Note: This was written in December 2023, but this is an ever-changing space, so please contact your local LEAP support engineers if you would like to discuss your specific needs!
Working at the bleeding-edge of engineering simulations, LEAP’s engineers are frequently asked for advice from our clients across many different industries, who are looking to successfully navigate the balance between cost and optimal solver performance when purchasing new hardware. The following advice is primarily based on LEAP’s accumulated recent experience with a particular focus on CFD workloads (Ansys Fluent), as FVM codes are capable of scaling incredibly well if the system is well designed. Other tools such as Ansys Mechanical or Electromagnetics have very similar requirements, with a few notable differences/exceptions:
- FEA codes generally do not scale as well as FVM, so do not expect to see the same degree of speedup as shown in some of the graphs below.
- Mech and EM both perform a large quantity of I/O during the solve, thus it is imperative that the system has a very fast storage device (e.g. NVMe SSD) used as the scratch/project directory.
- Ansys EM (HFSS and Maxwell 3D) need significantly more memory capacity than CFD.
- As of 2023 R2, Ansys Maxwell currently performs best on Intel due to broader support for optimised math libraries.

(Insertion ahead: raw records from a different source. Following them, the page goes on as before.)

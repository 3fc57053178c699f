use serde::{Deserialize, Serialize};

/// A discovered character subsequence and its statistics.
///
/// Content is fixed at creation; only the statistics change.
#[derive(Debug, Clone, PartialEq, Serialize, Deserialize)]
pub struct Segment {
    content: String,
    len: usize,
    pub occurrences: u64,
    /// Vocabulary tick at creation.
    pub first_seen: u64,
    /// Vocabulary tick of the latest complete match.
    pub last_seen: u64,
    pub confidence: f64,
    /// Tick at which confidence last dropped below the floor, if still below.
    pub below_floor_since: Option<u64>,
    /// Usefulness signals folded into `confidence`.
    pub signals: u64,
}

impl Segment {
    pub fn new(content: String, occurrences: u64, tick: u64, confidence: f64) -> Self {
        let len = content.chars().count();
        Self {
            content,
            len,
            occurrences,
            first_seen: tick,
            last_seen: tick,
            confidence,
            below_floor_since: None,
            signals: 0,
        }
    }

    pub fn content(&self) -> &str {
        &self.content
    }

    /// Length in characters.
    pub fn len(&self) -> usize {
        self.len
    }

    pub fn is_empty(&self) -> bool {
        self.len == 0
    }

    /// Fold one binary signal into confidence as an exponential moving average.
    pub fn apply_signal(&mut self, useful: bool, rate: f64, floor: f64, tick: u64) {
        let target = if useful { 1.0 } else { 0.0 };
        self.confidence = (self.confidence * (1.0 - rate) + target * rate).clamp(0.0, 1.0);
        self.signals += 1;
        self.track_floor(floor, tick);
    }

    pub fn track_floor(&mut self, floor: f64, tick: u64) {
        if self.confidence < floor {
            self.below_floor_since.get_or_insert(tick);
        } else {
            self.below_floor_since = None;
        }
    }

    /// Below the floor for longer than `grace_period` ticks.
    pub fn is_expired(&self, tick: u64, grace_period: u64) -> bool {
        self.below_floor_since
            .is_some_and(|since| tick.saturating_sub(since) > grace_period)
    }
}
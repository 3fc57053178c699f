//! Configuration system for Glossa.
//! TOML-based, every field optional; missing values fall back to `defaults`.

pub mod char_model_config;
pub mod defaults;
pub mod glossa_config;
pub mod predictor_config;
pub mod segment_config;
pub mod tracker_config;

pub use char_model_config::CharModelConfig;
pub use glossa_config::GlossaConfig;
pub use predictor_config::PredictorConfig;
pub use segment_config::SegmentConfig;
pub use tracker_config::TrackerConfig;
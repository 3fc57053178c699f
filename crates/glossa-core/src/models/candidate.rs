use serde::{Deserialize, Serialize};
use smallvec::SmallVec;

use super::{PredictionMode, SegmentId, Source};

/// One ranked continuation: a single next character or a multi-character
/// continuation implied by one or more segments.
#[derive(Debug, Clone, PartialEq, Serialize, Deserialize)]
pub struct Candidate {
    pub text: String,
    /// Combined `weight[source] * source_probability`, summed over contributors.
    pub score: f64,
    /// Score renormalised over the returned candidates.
    pub probability: f64,
    /// Sources that contributed, in `Source` order.
    pub sources: SmallVec<[Source; 2]>,
    /// Segments that implied this continuation.
    pub segments: SmallVec<[SegmentId; 4]>,
}

impl Candidate {
    pub fn char_len(&self) -> usize {
        self.text.chars().count()
    }

    pub fn has_source(&self, source: Source) -> bool {
        self.sources.contains(&source)
    }
}

/// Output of one hybrid prediction, before it is issued to a caller.
#[derive(Debug, Clone, PartialEq, Default, Serialize, Deserialize)]
pub struct RankedCandidates {
    pub candidates: Vec<Candidate>,
    /// Mode actually applied after adaptive resolution and fallback.
    pub mode: PredictionMode,
    /// The character source had no data.
    pub cold_start: bool,
}

impl RankedCandidates {
    pub fn top(&self) -> Option<&Candidate> {
        self.candidates.first()
    }

    pub fn total_probability(&self) -> f64 {
        self.candidates.iter().map(|c| c.probability).sum()
    }

    pub fn is_empty(&self) -> bool {
        self.candidates.is_empty()
    }
}
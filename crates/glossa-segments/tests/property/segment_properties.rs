use glossa_core::config::SegmentConfig;
use glossa_core::traits::ISegmentProvider;
use glossa_segments::SegmentDiscoverer;
use proptest::prelude::*;

fn arb_config() -> impl Strategy<Value = SegmentConfig> {
    (1u32..4, 4usize..16, 2usize..6).prop_map(|(merge_threshold, vocabulary_cap, max_len)| {
        SegmentConfig {
            merge_threshold,
            vocabulary_cap,
            max_segment_len: max_len,
            pair_table_cap: 32,
            buffer_len: 16,
            archive_cap: 4,
            ..SegmentConfig::default()
        }
    })
}

proptest! {
    #[test]
    fn vocabulary_never_exceeds_cap(text in "[abc ]{0,300}", config in arb_config()) {
        let cap = config.vocabulary_cap;
        let pair_cap = config.pair_table_cap;
        let mut discoverer = SegmentDiscoverer::new(config);
        for ch in text.chars() {
            discoverer.observe(ch);
            prop_assert!(discoverer.vocabulary().len() <= cap);
            prop_assert!(discoverer.vocabulary().pairs().len() <= pair_cap);
            prop_assert!(discoverer.vocabulary().archive().len() <= 4);
        }
    }

    #[test]
    fn archived_content_is_never_live(text in "[abc ]{0,300}", config in arb_config()) {
        let mut discoverer = SegmentDiscoverer::new(config);
        discoverer.observe_str(&text);
        let vocab = discoverer.vocabulary();
        for entry in vocab.archive().iter() {
            prop_assert!(!vocab.contains(entry.segment.content()));
        }
    }

    #[test]
    fn every_match_is_aligned_with_the_stream(text in "[ab]{1,120}", config in arb_config()) {
        let mut discoverer = SegmentDiscoverer::new(config);
        discoverer.observe_str(&text);
        let chars: Vec<char> = text.chars().collect();
        let matches = discoverer.segments_at(discoverer.position());
        for m in &matches {
            prop_assert!(m.matched >= 1 && m.matched <= m.len);
            let prefix: String = m.content.chars().take(m.matched).collect();
            let suffix: String = chars[chars.len() - m.matched..].iter().collect();
            prop_assert_eq!(prefix, suffix);
        }
        for pair in matches.windows(2) {
            prop_assert!(pair[0].len >= pair[1].len);
        }
    }

    #[test]
    fn segment_text_reassembles_input(text in "[abc]{0,80}") {
        let mut discoverer = SegmentDiscoverer::default();
        for _ in 0..3 {
            discoverer.observe_str(&text);
        }
        let tokens = discoverer.segment_text(&text);
        prop_assert_eq!(tokens.concat(), text);
    }
}
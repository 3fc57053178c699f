//! Stable error codes for callers that branch on error kind.

/// Trait for mapping an error or condition to a stable string code.
pub trait ErrorCode {
    fn error_code(&self) -> &'static str;
}

pub const CONFIG_ERROR: &str = "CONFIG_ERROR";
pub const CAPACITY_EXCEEDED: &str = "CAPACITY_EXCEEDED";
pub const SNAPSHOT_ERROR: &str = "SNAPSHOT_ERROR";
pub const SNAPSHOT_VERSION: &str = "SNAPSHOT_VERSION";
pub const SNAPSHOT_IO: &str = "SNAPSHOT_IO";
pub const UNKNOWN_STREAM: &str = "UNKNOWN_STREAM";
pub const COLD_START: &str = "COLD_START";
pub const STALE_FEEDBACK: &str = "STALE_FEEDBACK";
pub const VOCABULARY_FULL: &str = "VOCABULARY_FULL";
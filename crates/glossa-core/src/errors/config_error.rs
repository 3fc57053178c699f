//! Configuration errors.

use super::error_code::{self, ErrorCode};

/// Errors that can occur during configuration loading and validation.
#[derive(Debug, thiserror::Error)]
pub enum ConfigError {
    #[error("Config parse error in {path}: {message}")]
    ParseError { path: String, message: String },

    #[error("Config validation failed for {field}: {message}")]
    ValidationFailed { field: String, message: String },

    #[error("Capacity for {field} is {value}, below the minimum viable {minimum}")]
    CapacityExceeded {
        field: String,
        value: usize,
        minimum: usize,
    },
}

impl ErrorCode for ConfigError {
    fn error_code(&self) -> &'static str {
        match self {
            Self::CapacityExceeded { .. } => error_code::CAPACITY_EXCEEDED,
            _ => error_code::CONFIG_ERROR,
        }
    }
}
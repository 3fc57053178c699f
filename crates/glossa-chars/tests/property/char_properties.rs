use glossa_chars::CharacterModel;
use glossa_core::config::CharModelConfig;
use glossa_core::traits::ICharPredictor;
use proptest::prelude::*;

fn arb_config() -> impl Strategy<Value = CharModelConfig> {
    (1usize..6, 16usize..128).prop_map(|(max_context_len, max_contexts)| CharModelConfig {
        max_context_len,
        max_contexts,
    })
}

proptest! {
    #[test]
    fn distribution_always_sums_to_one(text in "[a-e ]{0,200}", config in arb_config()) {
        let mut model = CharacterModel::new(config);
        model.observe_str(&text);
        let dist = model.predict_next();
        prop_assert!(!dist.is_empty());
        prop_assert!((dist.total() - 1.0).abs() < 1e-9);
        for (_, p) in dist.entries() {
            prop_assert!(*p > 0.0 && *p <= 1.0);
        }
    }

    #[test]
    fn context_table_never_exceeds_cap(text in "[a-z]{0,400}", config in arb_config()) {
        let cap = config.max_contexts;
        let mut model = CharacterModel::new(config);
        for ch in text.chars() {
            model.observe(ch);
            prop_assert!(model.table().len() <= cap);
        }
    }

    #[test]
    fn cold_start_only_without_observations(text in "[a-z]{0,20}") {
        let mut model = CharacterModel::default();
        model.observe_str(&text);
        prop_assert_eq!(model.predict_next().cold_start, text.is_empty());
    }
}
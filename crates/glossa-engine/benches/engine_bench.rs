//! Criterion benchmarks for glossa-engine.
//!
//! Covers the two hot paths: per-character ingestion and ranking.

use criterion::{black_box, criterion_group, criterion_main, Criterion};

use glossa_core::{Outcome, StreamId};
use glossa_engine::GlossaEngine;

const CORPUS: &str = "the quick brown fox jumps over the lazy dog while the cat sleeps ";

fn trained_engine() -> GlossaEngine {
    let engine = GlossaEngine::with_defaults();
    let stream = StreamId::from("train");
    for _ in 0..50 {
        engine.observe_str(&stream, CORPUS);
    }
    engine
}

fn bench_observe(c: &mut Criterion) {
    c.bench_function("observe_corpus_line", |b| {
        let engine = GlossaEngine::with_defaults();
        let stream = StreamId::from("bench");
        b.iter(|| engine.observe_str(&stream, black_box(CORPUS)));
    });
}

fn bench_predict(c: &mut Criterion) {
    let engine = trained_engine();
    let stream = StreamId::from("query");
    engine.observe_str(&stream, "the quick br");

    c.bench_function("predict_trained", |b| {
        b.iter(|| {
            let prediction = engine.predict(black_box(&stream));
            engine.record_feedback(prediction.id, &Outcome::actual("own"));
        });
    });
}

criterion_group!(benches, bench_observe, bench_predict);
criterion_main!(benches);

General high-level advice to optimise your solver performance:
- Memory bandwidth is the key performance specification in most situations. Populate every memory channel available in your system.
- Newer DDR5-based platforms are strongly preferred over DDR4. We do not recommend purchasing DDR4 systems unless strictly necessary due to supplier limitations.
- High base clock-speeds are important – do not buy low wattage CPUs with high core-counts.
- Ansys solvers should always be run on physical cores rather than individual threads (we often advise turning off multi-threading on dedicated workstations / servers).
- Ensure your working directories and scratch locations are on high-speed NVMe storage devices.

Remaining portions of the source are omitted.